I used to hate myself for wearing makeup, too. I used to beat myself up for being a bad feminist because I couldn’t accept myself as I “naturally” was, because I bought into conventional beauty and because I’m privileged enough to be accepted into beauty culture at all. I know that when I wear makeup to work, I make it a little harder on all the other women who don’t, because I’m reinforcing this standard, normalizing it. When I go makeup shopping with my friends, or offer to do makeovers on them, I’m supporting a poisonous industry that targets young women to convince them that their face is unacceptable and they need makeup to even be tolerable to the people around them.

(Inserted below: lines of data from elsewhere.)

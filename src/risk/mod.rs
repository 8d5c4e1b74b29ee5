// Risk management module
pub mod reserves;

pub use reserves::{ReserveAssessment, ReserveMonitor, ReserveReport};
use anyhow::Context;
use clap::Parser;
use spotbot::api::{OkxClient, PaperExchange};
use spotbot::config::Settings;
use spotbot::engine::TradingEngine;
use spotbot::models::BalanceSnapshot;
use spotbot::ExchangeClient;
use std::path::PathBuf;

#[derive(Parser, Debug)]
#[command(name = "spotbot", about = "Moving-average spot trading loop for a single pair")]
struct Cli {
    /// Path to a TOML config file (defaults to ./spotbot.toml when present)
    #[arg(short, long)]
    config: Option<PathBuf>,

    /// Trade against in-memory balances using live market data
    #[arg(long)]
    dry_run: bool,

    /// Run a single cycle and exit
    #[arg(long)]
    once: bool,
}

#[tokio::main]
async fn main() -> anyhow::Result<()> {
    dotenvy::dotenv().ok();
    setup_logging();

    let cli = Cli::parse();
    let settings = Settings::load(cli.config.as_deref()).context("failed to load settings")?;

    tracing::info!("🚀 spotbot starting");
    tracing::info!("\n📊 Configuration:");
    tracing::info!("  Pair: {} ({})", settings.market.symbol, settings.market.timeframe);
    tracing::info!(
        "  SMA {}/{}/{}  EMA {}/{}/{}",
        settings.indicators.sma.short,
        settings.indicators.sma.medium,
        settings.indicators.sma.long,
        settings.indicators.ema.short,
        settings.indicators.ema.medium,
        settings.indicators.ema.long
    );
    tracing::info!(
        "  Max trade {:.2}, batch {:.2}, sell unit {}",
        settings.trading.max_trade_quote,
        settings.trading.batch_size_quote,
        settings.trading.minimum_sell_unit
    );
    tracing::info!(
        "  Reserve floors: quote {:.2}, base {}",
        settings.reserves.quote_floor,
        settings.reserves.base_floor
    );
    tracing::info!("  Exchange: {:?}", settings.exchange);

    let okx = OkxClient::new(&settings.exchange).context("failed to build exchange client")?;

    if cli.dry_run {
        tracing::info!("🧪 Dry run: orders fill against paper balances");
        let balances = BalanceSnapshot {
            quote_asset_total: settings.trading.initial_quote_capital,
            base_asset_total: 0.0,
        };
        run(PaperExchange::with_market_data(okx, balances), &settings, cli.once).await
    } else {
        if !settings.exchange.has_credentials() {
            anyhow::bail!(
                "exchange credentials missing: set SPOTBOT__EXCHANGE__API_KEY, \
                 SPOTBOT__EXCHANGE__SECRET_KEY and SPOTBOT__EXCHANGE__PASSPHRASE or use --dry-run"
            );
        }
        run(okx, &settings, cli.once).await
    }
}

async fn run<E: ExchangeClient>(exchange: E, settings: &Settings, once: bool) -> anyhow::Result<()> {
    let mut engine =
        TradingEngine::from_settings(exchange, settings).context("invalid market settings")?;

    let summary = if once {
        engine.tick().await;
        engine.summary()
    } else {
        tracing::info!("\nPress Ctrl+C to stop...\n");
        engine
            .run(async {
                if let Err(e) = tokio::signal::ctrl_c().await {
                    tracing::error!("Failed to listen for Ctrl+C: {}", e);
                    std::future::pending::<()>().await;
                }
            })
            .await
    };

    tracing::info!("⏳ Runtime: {:.2} minutes", summary.runtime_minutes());
    if let Some(profit) = summary.last_total_profit {
        tracing::info!("💰 Final total profit: {:.2}", profit);
    }
    tracing::info!("👋 spotbot stopped: {}", summary);
    Ok(())
}

fn setup_logging() {
    let filter = tracing_subscriber::EnvFilter::try_from_default_env()
        .unwrap_or_else(|_| tracing_subscriber::EnvFilter::new("spotbot=info"));

    tracing_subscriber::fmt().with_env_filter(filter).init();
}
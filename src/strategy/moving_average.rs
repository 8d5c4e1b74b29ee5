use super::{
    signals::{signal_from_indicators, validate_candle_sequence},
    Evaluation, Strategy,
};
use crate::error::TradingError;
use crate::indicators::{latest_indicators, IndicatorPeriods};
use crate::models::Candle;

/// Dual moving-average trend strategy
///
/// Buys when the short SMA and short EMA both lead their medium-period
/// counterparts and sells when both lag. Long-period averages are computed
/// and reported alongside but do not gate the signal.
#[derive(Debug, Clone, Default)]
pub struct MovingAverageStrategy {
    periods: IndicatorPeriods,
}

impl MovingAverageStrategy {
    pub fn new(periods: IndicatorPeriods) -> Self {
        Self { periods }
    }
}

impl Strategy for MovingAverageStrategy {
    fn evaluate(&self, candles: &[Candle]) -> Result<Evaluation, TradingError> {
        validate_candle_sequence(candles)?;

        let indicators = latest_indicators(candles, &self.periods)?;

        if !indicators.has_signal_inputs() {
            return Err(TradingError::InsufficientHistory {
                available: candles.len(),
                required: self.min_candles_required(),
            });
        }

        let signal = signal_from_indicators(&indicators);

        tracing::debug!(
            "Indicators: SMA {:.2}/{:.2}/{:?} EMA {:.2}/{:.2}/{:?} -> {}",
            indicators.sma_short.unwrap_or_default(),
            indicators.sma_medium.unwrap_or_default(),
            indicators.sma_long,
            indicators.ema_short.unwrap_or_default(),
            indicators.ema_medium.unwrap_or_default(),
            indicators.ema_long,
            signal
        );

        Ok(Evaluation { indicators, signal })
    }

    fn name(&self) -> &str {
        "MovingAverageStrategy"
    }

    fn min_candles_required(&self) -> usize {
        self.periods
            .sma
            .short
            .max(self.periods.sma.medium)
            .max(self.periods.ema.short)
            .max(self.periods.ema.medium)
    }
}

#[cfg(test)]
mod tests {
    use super::*;
    use crate::indicators::PeriodSet;
    use crate::models::Signal;
    use chrono::{Duration, TimeZone, Utc};

    fn create_test_candles(prices: Vec<f64>) -> Vec<Candle> {
        let start = Utc.with_ymd_and_hms(2024, 3, 1, 12, 0, 0).unwrap();
        prices
            .iter()
            .enumerate()
            .map(|(i, &price)| Candle {
                timestamp: start + Duration::minutes(i as i64),
                open: price,
                high: price * 1.01,
                low: price * 0.99,
                close: price,
                volume: 1000.0,
            })
            .collect()
    }

    #[test]
    fn test_strategy_requires_sufficient_data() {
        let strategy = MovingAverageStrategy::default();
        let candles = create_test_candles(vec![100.0, 101.0, 102.0]);

        let result = strategy.generate_signal(&candles);
        assert!(matches!(
            result,
            Err(TradingError::InsufficientHistory {
                available: 3,
                required: 7
            })
        ));
    }

    #[test]
    fn test_empty_series_is_insufficient_history() {
        let strategy = MovingAverageStrategy::default();
        assert!(matches!(
            strategy.generate_signal(&[]),
            Err(TradingError::InsufficientHistory { .. })
        ));
    }

    #[test]
    fn test_long_period_not_required_for_signal() {
        let strategy = MovingAverageStrategy::default();
        // 7 candles: short/medium defined, long (15) still undefined
        let candles = create_test_candles((0..7).map(|i| 100.0 + i as f64).collect());

        let evaluation = strategy.evaluate(&candles).unwrap();
        assert!(evaluation.indicators.sma_long.is_none());
        assert!(evaluation.indicators.ema_long.is_none());
        assert_eq!(evaluation.signal, Signal::Buy);
    }

    #[test]
    fn test_uptrend_buys() {
        let strategy = MovingAverageStrategy::default();
        let candles = create_test_candles((0..30).map(|i| 100.0 + i as f64).collect());

        assert_eq!(strategy.generate_signal(&candles).unwrap(), Signal::Buy);
    }

    #[test]
    fn test_downtrend_sells() {
        let strategy = MovingAverageStrategy::default();
        let candles = create_test_candles((0..30).map(|i| 200.0 - i as f64 * 2.0).collect());

        assert_eq!(strategy.generate_signal(&candles).unwrap(), Signal::Sell);
    }

    #[test]
    fn test_flat_market_holds() {
        let strategy = MovingAverageStrategy::default();
        let candles = create_test_candles(vec![100.0; 30]);

        assert_eq!(strategy.generate_signal(&candles).unwrap(), Signal::Hold);
    }

    #[test]
    fn test_unordered_candles_rejected() {
        let strategy = MovingAverageStrategy::default();
        let mut candles = create_test_candles((0..10).map(|i| 100.0 + i as f64).collect());
        candles.swap(3, 4);

        assert!(matches!(
            strategy.generate_signal(&candles),
            Err(TradingError::InvalidInput(_))
        ));
    }

    #[test]
    fn test_custom_periods() {
        let strategy = MovingAverageStrategy::new(IndicatorPeriods {
            sma: PeriodSet {
                short: 5,
                medium: 20,
                long: 50,
            },
            ema: PeriodSet {
                short: 8,
                medium: 21,
                long: 55,
            },
        });
        assert_eq!(strategy.min_candles_required(), 21);
        assert_eq!(strategy.name(), "MovingAverageStrategy");
    }
}
use crate::api::ExchangeClient;
use crate::config::TradingSettings;
use crate::error::TradingError;
use crate::execution::TradingState;
use crate::models::{BalanceSnapshot, MarketSymbol, Order, OrderResult, OrderSide, Signal};

#[derive(Debug, Clone, PartialEq)]
pub enum ExecutionAction {
    /// Market buys, one per batch, amounts in quote units
    Buy { batches: Vec<f64> },
    /// One market sell of `base_amount`
    Sell { base_amount: f64 },
    Skip,
}

#[derive(Debug, Clone)]
pub struct ExecutionDecision {
    pub action: ExecutionAction,
    pub reason: String,
}

#[derive(Debug, Clone, Default, PartialEq)]
pub struct ExecutionReport {
    pub fills: Vec<OrderResult>,
    /// Change to realized P&L booked by this execution
    pub realized_pnl_delta: f64,
}

// Remainders at or below this share of a batch are rounding residue
const BATCH_RESIDUE: f64 = 1e-9;

/// Split `total` into `ceil(total / batch_size)` chunks: full batches and one
/// final remainder, summing to `total`
pub fn plan_batches(total: f64, batch_size: f64) -> Vec<f64> {
    if !(total > 0.0) || !(batch_size > 0.0) {
        return Vec::new();
    }

    let mut count = (total / batch_size).ceil().max(1.0) as usize;
    let mut last = total - (count - 1) as f64 * batch_size;

    // A total that is a whole multiple of an inexact size (0.4 / 0.1) can
    // divide to just over the integer; fold the residue into the last batch.
    if count > 1 && last <= batch_size * BATCH_RESIDUE {
        count -= 1;
        last = total - (count - 1) as f64 * batch_size;
    }

    let mut batches = vec![batch_size; count - 1];
    batches.push(last);
    batches
}

/// Turns signals into sized market orders and owns the trading state
pub struct TradeExecutor {
    settings: TradingSettings,
    state: TradingState,
}

impl TradeExecutor {
    pub fn new(settings: TradingSettings) -> Self {
        Self {
            settings,
            state: TradingState::new(),
        }
    }

    pub fn state(&self) -> &TradingState {
        &self.state
    }

    /// Decide what to do for a signal given fresh balances
    pub fn decide(&self, signal: Signal, balances: &BalanceSnapshot) -> ExecutionDecision {
        match signal {
            Signal::Buy => {
                let quote = balances.quote_asset_total;
                if quote <= self.settings.minimum_trade_quote {
                    return ExecutionDecision {
                        action: ExecutionAction::Skip,
                        reason: format!(
                            "Insufficient funds: quote balance {:.2} not above minimum trade {:.2}",
                            quote, self.settings.minimum_trade_quote
                        ),
                    };
                }

                let total_to_spend = quote.min(self.settings.max_trade_quote);
                let batches = plan_batches(total_to_spend, self.settings.batch_size_quote);

                ExecutionDecision {
                    reason: format!(
                        "Buy signal: spending {:.2} in {} batch(es)",
                        total_to_spend,
                        batches.len()
                    ),
                    action: ExecutionAction::Buy { batches },
                }
            }

            Signal::Sell => {
                let unit = self.settings.minimum_sell_unit;
                let base = balances.base_asset_total;

                // The balance must clear the unit strictly; the order itself is
                // the unit (or the whole balance when smaller, which the gate
                // already excludes).
                if base > unit {
                    ExecutionDecision {
                        action: ExecutionAction::Sell {
                            base_amount: unit.min(base),
                        },
                        reason: format!("Sell signal: base balance {:.6} above unit {:.6}", base, unit),
                    }
                } else {
                    ExecutionDecision {
                        action: ExecutionAction::Skip,
                        reason: format!(
                            "Insufficient base: balance {:.6} not above sell unit {:.6}",
                            base, unit
                        ),
                    }
                }
            }

            Signal::Hold => ExecutionDecision {
                action: ExecutionAction::Skip,
                reason: "Hold signal".to_string(),
            },
        }
    }

    /// Place the orders of a decision, updating state after each fill
    ///
    /// Every batch uses the same `current_price`. A failed order stops the
    /// remaining batches; fills before it stay booked.
    pub async fn execute<E: ExchangeClient + ?Sized>(
        &mut self,
        decision: &ExecutionDecision,
        exchange: &E,
        symbol: &MarketSymbol,
        current_price: f64,
    ) -> Result<ExecutionReport, TradingError> {
        let mut report = ExecutionReport::default();

        match &decision.action {
            ExecutionAction::Buy { batches } => {
                if !(current_price > 0.0) {
                    return Err(TradingError::InvalidInput(format!(
                        "cannot size a buy at price {}",
                        current_price
                    )));
                }

                for (i, &batch_quote) in batches.iter().enumerate() {
                    let order = Order {
                        side: OrderSide::Buy,
                        base_amount: batch_quote / current_price,
                        price: current_price,
                    };
                    let fill = exchange
                        .place_order(symbol, &order)
                        .await
                        .inspect_err(|e| {
                            tracing::warn!(
                                "  ✗ Batch {}/{} failed after {} fill(s): {}",
                                i + 1,
                                batches.len(),
                                report.fills.len(),
                                e
                            )
                        })?;

                    self.state.record_buy(current_price);
                    tracing::info!(
                        "🟢 Batch buy {}/{}: {:.2} {} -> {:.6} {} @ {:.2}",
                        i + 1,
                        batches.len(),
                        batch_quote,
                        symbol.quote,
                        fill.base_amount,
                        symbol.base,
                        current_price
                    );
                    report.fills.push(fill);
                }
            }

            ExecutionAction::Sell { base_amount } => {
                let order = Order {
                    side: OrderSide::Sell,
                    base_amount: *base_amount,
                    price: current_price,
                };
                let fill = exchange.place_order(symbol, &order).await?;

                match self.state.record_sell(fill.fill_price, fill.base_amount) {
                    Some(delta) => {
                        report.realized_pnl_delta = delta;
                        tracing::info!(
                            "🔴 Sold {:.6} {} @ {:.2} {} (realized {:+.2})",
                            fill.base_amount,
                            symbol.base,
                            fill.fill_price,
                            symbol.quote,
                            delta
                        );
                    }
                    None => {
                        tracing::warn!(
                            "🔴 Sold {:.6} {} @ {:.2} with no prior buy this run, realized P&L unchanged",
                            fill.base_amount,
                            symbol.base,
                            fill.fill_price
                        );
                    }
                }
                report.fills.push(fill);
            }

            ExecutionAction::Skip => {}
        }

        Ok(report)
    }

    /// Decide and execute in one step
    pub async fn process_signal<E: ExchangeClient + ?Sized>(
        &mut self,
        signal: Signal,
        balances: &BalanceSnapshot,
        exchange: &E,
        symbol: &MarketSymbol,
        current_price: f64,
    ) -> Result<(ExecutionDecision, ExecutionReport), TradingError> {
        let decision = self.decide(signal, balances);
        tracing::info!("  Decision: {:?} - {}", decision.action, decision.reason);

        let report = self.execute(&decision, exchange, symbol, current_price).await?;
        Ok((decision, report))
    }
}
use async_trait::async_trait;
use chrono::Utc;
use std::collections::VecDeque;
use tokio::sync::Mutex;

use super::{ExchangeClient, ExchangeError, OkxClient};
use crate::models::{BalanceSnapshot, Candle, MarketSymbol, OrderResult, OrderSide};

// Relative slack so a budget spent to the last unit is not rejected on rounding
const BALANCE_TOLERANCE: f64 = 1e-9;

struct PaperBook {
    balances: BalanceSnapshot,
    price: f64,
    candles: Vec<Candle>,
    orders: Vec<OrderResult>,
    pending_failures: VecDeque<ExchangeError>,
    next_order_id: u64,
}

/// In-memory exchange that fills market orders against local balances
///
/// Market data is either scripted (`set_price`, `set_candles`) or read from
/// OKX public endpoints when built with [`PaperExchange::with_market_data`].
pub struct PaperExchange {
    market: Option<OkxClient>,
    book: Mutex<PaperBook>,
}

impl PaperExchange {
    pub fn new(balances: BalanceSnapshot, price: f64) -> Self {
        Self {
            market: None,
            book: Mutex::new(PaperBook {
                balances,
                price,
                candles: Vec::new(),
                orders: Vec::new(),
                pending_failures: VecDeque::new(),
                next_order_id: 1,
            }),
        }
    }

    /// Paper balances with live prices and candles
    pub fn with_market_data(market: OkxClient, balances: BalanceSnapshot) -> Self {
        let mut exchange = Self::new(balances, 0.0);
        exchange.market = Some(market);
        exchange
    }

    pub async fn set_price(&self, price: f64) {
        self.book.lock().await.price = price;
    }

    pub async fn set_candles(&self, candles: Vec<Candle>) {
        self.book.lock().await.candles = candles;
    }

    /// Make the next order placement fail with `error`
    pub async fn fail_next_order(&self, error: ExchangeError) {
        self.book.lock().await.pending_failures.push_back(error);
    }

    pub async fn balances(&self) -> BalanceSnapshot {
        self.book.lock().await.balances
    }

    /// Every fill so far, oldest first
    pub async fn orders(&self) -> Vec<OrderResult> {
        self.book.lock().await.orders.clone()
    }

    async fn fill(
        &self,
        side: OrderSide,
        base_amount: f64,
        price: f64,
    ) -> Result<OrderResult, ExchangeError> {
        let mut book = self.book.lock().await;

        if let Some(error) = book.pending_failures.pop_front() {
            return Err(error);
        }

        if !(base_amount > 0.0) || !(price > 0.0) {
            return Err(ExchangeError::Api {
                code: "51000".to_string(),
                message: format!("invalid order size {} at price {}", base_amount, price),
            });
        }

        match side {
            OrderSide::Buy => {
                let cost = base_amount * price;
                let available = book.balances.quote_asset_total;
                if cost > available * (1.0 + BALANCE_TOLERANCE) + BALANCE_TOLERANCE {
                    return Err(ExchangeError::InsufficientFunds(format!(
                        "need {:.2} quote, have {:.2}",
                        cost, available
                    )));
                }
                book.balances.quote_asset_total = (available - cost).max(0.0);
                book.balances.base_asset_total += base_amount;
            }
            OrderSide::Sell => {
                let available = book.balances.base_asset_total;
                if base_amount > available * (1.0 + BALANCE_TOLERANCE) {
                    return Err(ExchangeError::InsufficientFunds(format!(
                        "need {:.8} base, have {:.8}",
                        base_amount, available
                    )));
                }
                book.balances.base_asset_total = (available - base_amount).max(0.0);
                book.balances.quote_asset_total += base_amount * price;
            }
        }

        let order_id = format!("paper-{}", book.next_order_id);
        book.next_order_id += 1;

        let result = OrderResult {
            order_id,
            side,
            base_amount,
            fill_price: price,
            timestamp: Utc::now(),
        };
        book.orders.push(result.clone());

        Ok(result)
    }
}

#[async_trait]
impl ExchangeClient for PaperExchange {
    async fn fetch_balances(&self, _symbol: &MarketSymbol) -> Result<BalanceSnapshot, ExchangeError> {
        Ok(self.book.lock().await.balances)
    }

    async fn fetch_current_price(&self, symbol: &MarketSymbol) -> Result<f64, ExchangeError> {
        if let Some(market) = &self.market {
            let price = market.fetch_current_price(symbol).await?;
            self.book.lock().await.price = price;
            return Ok(price);
        }

        Ok(self.book.lock().await.price)
    }

    async fn fetch_candles(
        &self,
        symbol: &MarketSymbol,
        timeframe: &str,
        limit: usize,
    ) -> Result<Vec<Candle>, ExchangeError> {
        if let Some(market) = &self.market {
            return market.fetch_candles(symbol, timeframe, limit).await;
        }

        let book = self.book.lock().await;
        let skip = book.candles.len().saturating_sub(limit);
        Ok(book.candles[skip..].to_vec())
    }

    async fn place_market_buy(
        &self,
        _symbol: &MarketSymbol,
        base_amount: f64,
        price: f64,
    ) -> Result<OrderResult, ExchangeError> {
        self.fill(OrderSide::Buy, base_amount, price).await
    }

    async fn place_market_sell(
        &self,
        _symbol: &MarketSymbol,
        base_amount: f64,
        price: f64,
    ) -> Result<OrderResult, ExchangeError> {
        self.fill(OrderSide::Sell, base_amount, price).await
    }
}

I was going down a negative spiral, where I hated myself from all kinds of places and directions—the way I looked without makeup, the way I was ashamed when I wore it, anxious every morning about how I’d feel like shit about myself on this day. This kind of interpreting of feminism wasn’t freeing to me. It was mutilating an already wounded person.
The person I am “naturally” is a woman that wants to wear makeup. Feminism wants me to accept myself as I am. Feminism wants me to have a positive body image of the person I am right here, right now. And right here and now I’m a person that’s learning how to contour, that loves to wear two shades of eyeshadow, and has a troubled, yet loving relationship with her face as a means of self-expression. Being a feminist means I support other women—and men, and people who don’t identify as either — in their choice to wear and not wear makeup. Being a feminist means I question why we have the hangups we do, without torturing the people who have them. Being a feminist means that I can be a complicated person, who wears makeup to express myself and hide my flaws, who feels pressured to put on paint but hates being told I shouldn’t.
I am a feminist, and I wear makeup. And I am finally learning to be okay with that.